42Ces catégories d'objectivité et d'identité, qui effacent dans notre opinion première le divin au profit de Dieu, sont sans doute en partie un des héritages de la tradition biblique ; celle-ci en effet ne se réfère pas à un « divin » qui serait la profondeur plus ou moins immanente de notre milieu d'expérience comme tel — mais bel et bien à un Dieu « personnel » ; c'est ce caractère personnel du Dieu judéo-chrétien et islamique qui semble à première vue appeler les catégories d'identité et d'objectivité. Identité — cela signifierait une réalité qui se pose et se possède en se rassemblant en elle-même, dans l'indépendance par rapport à ce qui n'est pas elle ; objectivité, parce qu'une telle réalité, précisément, subsisterait de par elle-même, sans être constituée par le rapport que son autre entretient avec elle. Mais ce couple catégorial joue peut-être un rôle important dans la non-pertinence contemporaine de l'idée de Dieu. Car, d'une part, il semble bien y avoir un hiatus profond entre l'idée d'un Dieu ainsi identifié à lui-même et la logique de l'intériorité qu'on évoquait plus haut ; ce hiatus est peut-être l'appui des formes actuellement émergentes de ce que Gauchet appelle le religieux sans religion — et sans Dieu. D'autre part, c'est peut-être parce qu'il est ainsi évoqué selon une extériorité corrélative de son identité à lui-même que la référence à un tel Dieu ne peut guère être signifiante dans l'effectivité, au sens où elle engagerait un travail véritable de l'expérience envers elle-même. Tout au plus cette référence peut-elle, dans la « croyance » (ou l'espoir) théorique, situer cette expérience par rapport à ce qui — sauf à s'annexer fantasmatiquement cette expérience selon la logique de la saturation — lui reste bel et bien extérieur.

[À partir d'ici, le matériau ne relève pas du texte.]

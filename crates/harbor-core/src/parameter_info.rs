//! Parameter metadata reported by a hosted plugin.
//!
//! - [`ParameterDescriptor`] - one parameter as the controller describes it
//! - [`ParameterFlags`] - behavioral flags decoded from the controller's bit set

use serde::Serialize;

use crate::text::{FixedText, SHORT_TITLE_CAPACITY, TITLE_CAPACITY, UNITS_CAPACITY};
use crate::types::{ParameterId, ParameterValue};

/// Flags controlling parameter behavior.
#[derive(Debug, Clone, Copy, PartialEq, Eq, Default, Serialize)]
pub struct ParameterFlags {
    /// Parameter can be automated by the host.
    pub can_automate: bool,
    /// Parameter is read-only (display only).
    pub is_readonly: bool,
    /// Parameter wraps around at the ends of its range.
    pub is_wrap_around: bool,
    /// Parameter should be shown as a list of labels.
    pub is_list: bool,
    /// Parameter is hidden from parameter lists.
    pub is_hidden: bool,
    /// Parameter selects programs.
    pub is_program_change: bool,
    /// Parameter is the bypass switch.
    pub is_bypass: bool,
}

impl ParameterFlags {
    /// VST3 `kCanAutomate`.
    pub const CAN_AUTOMATE: i32 = 1 << 0;
    /// VST3 `kIsReadOnly`.
    pub const IS_READ_ONLY: i32 = 1 << 1;
    /// VST3 `kIsWrapAround`.
    pub const IS_WRAP_AROUND: i32 = 1 << 2;
    /// VST3 `kIsList`.
    pub const IS_LIST: i32 = 1 << 3;
    /// VST3 `kIsHidden`.
    pub const IS_HIDDEN: i32 = 1 << 4;
    /// VST3 `kIsProgramChange`.
    pub const IS_PROGRAM_CHANGE: i32 = 1 << 15;
    /// VST3 `kIsBypass`.
    pub const IS_BYPASS: i32 = 1 << 16;

    /// Decode a VST3 parameter flag set.
    pub const fn from_bits(bits: i32) -> Self {
        Self {
            can_automate: bits & Self::CAN_AUTOMATE != 0,
            is_readonly: bits & Self::IS_READ_ONLY != 0,
            is_wrap_around: bits & Self::IS_WRAP_AROUND != 0,
            is_list: bits & Self::IS_LIST != 0,
            is_hidden: bits & Self::IS_HIDDEN != 0,
            is_program_change: bits & Self::IS_PROGRAM_CHANGE != 0,
            is_bypass: bits & Self::IS_BYPASS != 0,
        }
    }
}

/// Metadata describing a single parameter.
///
/// Values are always normalized. A step count of 0 means continuous; N > 0
/// means N discrete divisions (N + 1 selectable values).
#[derive(Debug, Clone, PartialEq, Serialize)]
pub struct ParameterDescriptor {
    /// Parameter identifier.
    pub id: ParameterId,
    /// Full title (e.g. "Master Volume").
    pub title: FixedText<TITLE_CAPACITY>,
    /// Short title for constrained displays (e.g. "Vol").
    pub short_title: FixedText<SHORT_TITLE_CAPACITY>,
    /// Unit label (e.g. "dB").
    pub units: FixedText<UNITS_CAPACITY>,
    /// Default value.
    pub default_value: ParameterValue,
    /// Number of discrete steps, 0 for continuous.
    pub step_count: i32,
    /// Behavioral flags.
    pub flags: ParameterFlags,
}

impl ParameterDescriptor {
    /// Smallest normalized value.
    pub const MIN: ParameterValue = 0.0;
    /// Largest normalized value.
    pub const MAX: ParameterValue = 1.0;

    /// Whether the parameter is continuous.
    #[inline]
    pub const fn is_continuous(&self) -> bool {
        self.step_count <= 0
    }

    /// Distance between adjacent steps, `None` for continuous parameters.
    pub fn step_size(&self) -> Option<ParameterValue> {
        if self.is_continuous() {
            None
        } else {
            Some(1.0 / f64::from(self.step_count))
        }
    }

    /// Clamp `value` into range and snap it to the nearest step.
    pub fn quantize(&self, value: ParameterValue) -> ParameterValue {
        let clamped = value.clamp(Self::MIN, Self::MAX);
        if self.is_continuous() {
            return clamped;
        }
        let steps = f64::from(self.step_count);
        (clamped * steps).round() / steps
    }
}
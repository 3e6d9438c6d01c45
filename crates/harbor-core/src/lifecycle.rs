//! Activation state machine.
//!
//! Every state-changing operation on a plugin handle asks [`Lifecycle`] what
//! to do first, performs the plugin calls it is told to perform, then commits
//! the new state. A rejected operation never changes state.
//!
//! ```text
//!  Loaded ──setup──► Configured ──activate──► Active
//!                        ▲                    │  ▲
//!                        │ setup   deactivate │  │ activate / process
//!                        │                    ▼  │
//!                        └────────────────── Inactive
//!
//!  any state ──unload──► Unloaded
//! ```

use serde::Serialize;

use crate::error::{HostError, HostResult};

/// Where a plugin handle is in its lifecycle.
#[derive(Debug, Clone, Copy, PartialEq, Eq, Serialize)]
pub enum ActivationState {
    /// Torn down; no plugin objects remain.
    Unloaded,
    /// Loaded and wired, processing not configured.
    Loaded,
    /// Processing configured, not running.
    Configured,
    /// Running.
    Active,
    /// Configured and stopped after having run.
    Inactive,
}

/// What an activation request requires.
#[derive(Debug, Clone, Copy, PartialEq, Eq)]
pub enum Activation {
    /// The plugin must be started.
    Start,
    /// Already running; nothing to do.
    AlreadyActive,
}

/// What a deactivation request requires.
#[derive(Debug, Clone, Copy, PartialEq, Eq)]
pub enum Deactivation {
    /// The plugin must be stopped.
    Stop,
    /// Not running; only the recorded state changes.
    NotRunning,
}

/// Legal call sequencing for one plugin handle.
#[derive(Debug, Clone, Copy, PartialEq, Eq)]
pub struct Lifecycle {
    state: ActivationState,
}

impl Lifecycle {
    /// Lifecycle of a freshly loaded plugin.
    pub const fn new() -> Self {
        Self {
            state: ActivationState::Loaded,
        }
    }

    /// Current state.
    #[inline]
    pub const fn state(&self) -> ActivationState {
        self.state
    }

    /// Whether processing has been configured at least once.
    pub const fn is_configured(&self) -> bool {
        matches!(
            self.state,
            ActivationState::Configured | ActivationState::Active | ActivationState::Inactive
        )
    }

    // =====================================================================
    // Setup
    // =====================================================================

    /// Check that processing may be (re)configured.
    pub fn begin_setup(&self) -> HostResult<()> {
        match self.state {
            ActivationState::Loaded | ActivationState::Configured | ActivationState::Inactive => {
                Ok(())
            }
            ActivationState::Active => Err(HostError::Setup(
                "cannot reconfigure an active plugin; deactivate it first".into(),
            )),
            ActivationState::Unloaded => Err(HostError::Setup("plugin is unloaded".into())),
        }
    }

    /// Record a successful setup.
    pub fn setup_done(&mut self) {
        self.state = ActivationState::Configured;
    }

    // =====================================================================
    // Activation
    // =====================================================================

    /// Decide what an activation request requires.
    pub fn begin_activate(&self) -> HostResult<Activation> {
        match self.state {
            ActivationState::Configured | ActivationState::Inactive => Ok(Activation::Start),
            ActivationState::Active => Ok(Activation::AlreadyActive),
            ActivationState::Loaded => Err(HostError::Activation(
                "processing has not been configured".into(),
            )),
            ActivationState::Unloaded => {
                Err(HostError::Activation("plugin is unloaded".into()))
            }
        }
    }

    /// Record a successful activation.
    pub fn activate_done(&mut self) {
        self.state = ActivationState::Active;
    }

    /// Decide what a deactivation request requires.
    pub fn begin_deactivate(&self) -> HostResult<Deactivation> {
        match self.state {
            ActivationState::Active => Ok(Deactivation::Stop),
            ActivationState::Configured | ActivationState::Inactive => {
                Ok(Deactivation::NotRunning)
            }
            ActivationState::Loaded => Err(HostError::Activation(
                "processing has not been configured".into(),
            )),
            ActivationState::Unloaded => {
                Err(HostError::Activation("plugin is unloaded".into()))
            }
        }
    }

    /// Record a deactivation. Always lands in `Inactive`, even when the
    /// plugin complained while stopping.
    pub fn deactivate_done(&mut self) {
        self.state = ActivationState::Inactive;
    }

    // =====================================================================
    // Processing
    // =====================================================================

    /// Decide whether a process call may run and whether it must start the
    /// plugin first.
    pub fn begin_process(&self) -> HostResult<Activation> {
        match self.state {
            ActivationState::Active => Ok(Activation::AlreadyActive),
            ActivationState::Configured | ActivationState::Inactive => Ok(Activation::Start),
            ActivationState::Loaded => Err(HostError::Setup(
                "processing has not been configured; call setup_processing first".into(),
            )),
            ActivationState::Unloaded => Err(HostError::Process("plugin is unloaded".into())),
        }
    }

    // =====================================================================
    // Unload
    // =====================================================================

    /// Record teardown, returning the state the plugin was in.
    pub fn unload(&mut self) -> ActivationState {
        std::mem::replace(&mut self.state, ActivationState::Unloaded)
    }
}

impl Default for Lifecycle {
    fn default() -> Self {
        Self::new()
    }
}
fn describe(controller: &ComPtr<IEditController>, index: usize) -> HostResult<ParameterDescriptor> {
    // SAFETY: ParameterInfo is plain C data; all-zero is a valid value.
    let mut info: ParameterInfo = unsafe { std::mem::zeroed() };
    // SAFETY: `info` is a valid out-parameter for the duration of the call.
    let result = unsafe { controller.getParameterInfo(index as i32, &mut info) };
    if result != kResultOk {
        return Err(HostError::NotFound(format!(
            "parameter index {index} (result={result})"
        )));
    }
    Ok(ParameterDescriptor {
        id: info.id,
        title: text_from_wide(&info.title),
        short_title: text_from_wide(&info.shortTitle),
        units: text_from_wide(&info.units),
        default_value: info.defaultNormalizedValue.clamp(0.0, 1.0),
        step_count: info.stepCount.max(0),
        flags: ParameterFlags::from_bits(info.flags),
    })
}

/// `controller`, if it exposes parameter `id`.
fn find_parameter(
    controller: Option<&ComPtr<IEditController>>,
    id: ParameterId,
) -> Option<&ComPtr<IEditController>> {
    controller.filter(|controller| {
        (0..parameter_count(controller)).any(|index| {
            describe(controller, index).is_ok_and(|parameter| parameter.id == id)
        })
    })
}

/// Every supplied channel must hold at least `num_samples` samples.
fn check_lengths(
    field: &'static str,
    lengths: impl IntoIterator<Item = usize>,
    num_samples: usize,
) -> Result<(), RangeError> {
    match lengths.into_iter().find(|&len| len < num_samples) {
        Some(len) => Err(RangeError::new(field, len as i64, num_samples as i64)),
        None => Ok(()),
    }
}

fn check_value(id: ParameterId, value: f64) -> HostResult<()> {
    if (0.0..=1.0).contains(&value) {
        Ok(())
    } else {
        Err(HostError::Parameter(format!(
            "value {value} for parameter {id} is outside 0.0..=1.0"
        )))
    }
}
#[cfg(test)]
mod tests {
    use super::*;
    use crate::bus::negotiate;
    use crate::host::HostContext;
    use crate::mock::{self, MockSpec};
    use crate::module::Module;
    use harbor_core::MidiEvent;
    use std::rc::Rc;

    struct Fixture {
        session: ProcessingSession,
        queues: Queues,
        wiring: Wiring,
        probe: Rc<mock::MockProbe>,
        _module: Module,
    }

    fn fixture(spec: MockSpec, block: usize) -> Fixture {
        let (module, probe) = mock::module(spec);
        let class = module.audio_module_class().unwrap();
        let wiring = Wiring::wire(&module, &class, &HostContext::default()).unwrap();
        let layout = negotiate(wiring.component()).unwrap();
        let config = HostConfig::new();
        let mut queues = Queues::new(&config, mock::PARAMETER_COUNT);
        let session =
            ProcessingSession::setup(&wiring, &layout, &config, &queues, 48_000.0, block).unwrap();
        queues.set_block_size(block as u32);
        Fixture {
            session,
            queues,
            wiring,
            probe,
            _module: module,
        }
    }

    fn try_setup(spec: MockSpec, rate: f64, block: usize) -> HostResult<ProcessingSession> {
        let (module, _probe) = mock::module(spec);
        let class = module.audio_module_class().unwrap();
        let wiring = Wiring::wire(&module, &class, &HostContext::default()).unwrap();
        let layout = negotiate(wiring.component()).unwrap();
        let config = HostConfig::new();
        let queues = Queues::new(&config, 0);
        ProcessingSession::setup(&wiring, &layout, &config, &queues, rate, block)
    }

    #[test]
    fn test_setup_reaches_plugin() {
        let f = fixture(MockSpec::effect(), 256);
        let (rate, block, mode, size) = f.probe.setup.get().unwrap();
        assert_eq!(rate, 48_000.0);
        assert_eq!(block, 256);
        assert_eq!(mode, HostConfig::new().process_mode.as_vst3());
        assert_eq!(size, kSample32 as i32);
        assert_eq!(f.session.max_block_size(), 256);
    }

    #[test]
    fn test_setup_validation() {
        for rate in [0.0, -44_100.0, f64::NAN, f64::INFINITY] {
            assert!(matches!(
                try_setup(MockSpec::effect(), rate, 512),
                Err(HostError::Setup(_))
            ));
        }
        assert!(try_setup(MockSpec::effect(), 44_100.0, 0).is_err());
        let spec = MockSpec {
            reject_setup: true,
            ..MockSpec::effect()
        };
        assert!(matches!(
            try_setup(spec, 44_100.0, 512),
            Err(HostError::Setup(_))
        ));
    }

    #[test]
    fn test_process_applies_gain() {
        let mut f = fixture(MockSpec::effect(), 64);
        let left = [1.0f32; 64];
        let right = [0.5f32; 64];
        let mut out_l = [9.0f32; 64];
        let mut out_r = [9.0f32; 64];
        f.session
            .process(
                &f.wiring,
                [&left[..], &right[..]],
                [&mut out_l[..], &mut out_r[..]],
                32,
                &mut f.queues,
            )
            .unwrap();
        assert!(out_l[..32].iter().all(|&s| s == 0.5));
        assert!(out_r[..32].iter().all(|&s| s == 0.25));
        // Frames past the block are untouched.
        assert_eq!(out_l[32], 9.0);
        assert_eq!(f.probe.last_frames.get(), 32);
        assert_eq!(f.session.position(), 32);
    }

    #[test]
    fn test_missing_output_channel_is_bound_to_scratch() {
        let mut f = fixture(MockSpec::effect(), 16);
        let input = [1.0f32; 16];
        let mut out = [0.0f32; 16];
        f.session
            .process(&f.wiring, [&input[..]], [&mut out[..]], 16, &mut f.queues)
            .unwrap();
        assert!(out.iter().all(|&s| s == 0.5));
    }

    #[test]
    fn test_too_many_channels_never_reaches_plugin() {
        let mut f = fixture(MockSpec::effect(), 16);
        let input = [0.0f32; 16];
        let result = f.session.process(
            &f.wiring,
            [&input[..], &input[..], &input[..]],
            std::iter::empty::<&mut [f32]>(),
            16,
            &mut f.queues,
        );
        assert!(matches!(result, Err(HostError::Range(_))));
        assert_eq!(f.probe.process_calls.get(), 0);
    }

    #[test]
    fn test_events_consumed_once() {
        let mut f = fixture(MockSpec::instrument(), 32);
        f.queues
            .events
            .push(0, MidiEvent::note_on(0, 60, 100).unwrap())
            .unwrap();
        let mut out_l = [0.0f32; 32];
        let mut out_r = [0.0f32; 32];
        f.session
            .process(
                &f.wiring,
                std::iter::empty::<&[f32]>(),
                [&mut out_l[..], &mut out_r[..]],
                32,
                &mut f.queues,
            )
            .unwrap();
        assert_eq!(f.probe.last_events.borrow().len(), 1);
        assert!(out_l.iter().all(|&s| s == mock::NOTE_LEVEL));
        assert!(f.queues.events.is_empty());

        f.session
            .process(
                &f.wiring,
                std::iter::empty::<&[f32]>(),
                [&mut out_l[..], &mut out_r[..]],
                32,
                &mut f.queues,
            )
            .unwrap();
        assert!(f.probe.last_events.borrow().is_empty());
        assert!(out_l.iter().all(|&s| s == 0.0));
    }

    #[test]
    fn test_failed_process_keeps_events() {
        let spec = MockSpec {
            reject_process: true,
            ..MockSpec::instrument()
        };
        let mut f = fixture(spec, 32);
        f.queues
            .events
            .push(3, MidiEvent::note_on(0, 60, 100).unwrap())
            .unwrap();
        let result = f.session.process(
            &f.wiring,
            std::iter::empty::<&[f32]>(),
            std::iter::empty::<&mut [f32]>(),
            32,
            &mut f.queues,
        );
        assert!(matches!(result, Err(HostError::Process(_))));
        assert_eq!(f.queues.events.len(), 1);
        assert_eq!(f.session.position(), 0);
    }

    #[test]
    fn test_transport_and_parameters() {
        let mut f = fixture(MockSpec::effect(), 128);
        f.queues.changes.push(mock::GAIN_ID, 0.25, 0).unwrap();
        f.queues.changes.push(mock::GAIN_ID, 0.75, 64).unwrap();

        for _ in 0..2 {
            f.session
                .process(
                    &f.wiring,
                    std::iter::empty::<&[f32]>(),
                    std::iter::empty::<&mut [f32]>(),
                    128,
                    &mut f.queues,
                )
                .unwrap();
        }

        let (rate, tempo, position) = f.probe.last_context.get().unwrap();
        assert_eq!(rate, 48_000.0);
        assert_eq!(tempo, HostConfig::new().tempo);
        assert_eq!(position, 128);

        // Parameter changes are re-sent until cleared.
        assert_eq!(
            *f.probe.last_points.borrow(),
            vec![(mock::GAIN_ID, 0, 0.25), (mock::GAIN_ID, 64, 0.75)]
        );
        assert_eq!(f.queues.changes.len(), 1);

        let reported = f.queues.output_changes.points(mock::GAIN_ID).unwrap();
        assert_eq!(reported[0].value, 0.75);
    }
}
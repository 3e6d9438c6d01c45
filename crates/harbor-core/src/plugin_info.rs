//! Snapshot of a loaded plugin's identity and layout.

use serde::Serialize;

use crate::text::{FixedText, NAME_CAPACITY};

/// Identity and layout of a loaded plugin.
///
/// Built on demand from the live component and controller; never cached.
#[derive(Debug, Clone, PartialEq, Serialize)]
pub struct PluginInfo {
    /// Class name reported by the factory.
    pub name: FixedText<NAME_CAPACITY>,
    /// Class vendor, or the factory vendor when the class reports none.
    pub vendor: FixedText<NAME_CAPACITY>,
    /// Channels on the first audio input bus.
    pub num_inputs: usize,
    /// Channels on the first audio output bus.
    pub num_outputs: usize,
    /// Parameters exposed by the controller (0 without a controller).
    pub num_parameters: usize,
    /// Configured sample rate, 0 before setup.
    pub sample_rate: f64,
}

impl PluginInfo {
    /// Whether the plugin takes no audio input (instruments, generators).
    pub const fn is_instrument(&self) -> bool {
        self.num_inputs == 0
    }

    /// Pretty-printed JSON for display collaborators.
    pub fn to_json(&self) -> String {
        serde_json::to_string_pretty(self).unwrap_or_default()
    }
}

43À ce point, je prendrai le risque de faire appel, de façon simplement évocative, à un « dogme » qui est sans doute un des moins explicitement présents dans notre culture vive, et qui me semble pourtant présenter l'intérêt de contester cette double catégorisation de l'idée de Dieu selon l'identité et l'objectivité. Ce dogme est celui de la Trinité, dont on sait que Hegel a fait le schème central de toute sa pensée52.
44Une remarque initiale : le concept de Trinité semble à première vue relever de l'imagination spéculative la moins sobre — et en tous cas de l’exploration la plus caractérisée de l'objectivité d'un Dieu visé dans l'extériorité de son « en soi » par rapport à notre expérience. Il faut alors rappeler que, comme tous les dogmes chrétiens, celui-ci, s’il émerge d’une complexe aventure culturelle et théorique, ne vaut que comme tentative d'explicitation de ce que donne à penser un événement d'expérience humaine — celle des disciples de Jésus de Nazareth. En d'autres termes, ce qui tente de se dire dans l'idée d’un Dieu trinitaire est ce qui a été perçu comme opérant dans l'effectivité de cette (double) expérience humaine, et même comme cette expérience. À titre d'ébauche, et conscient du caractère extraordinairement grossier de ce qui va suivre, on soulignera alors deux enjeux essentiels de cette idée.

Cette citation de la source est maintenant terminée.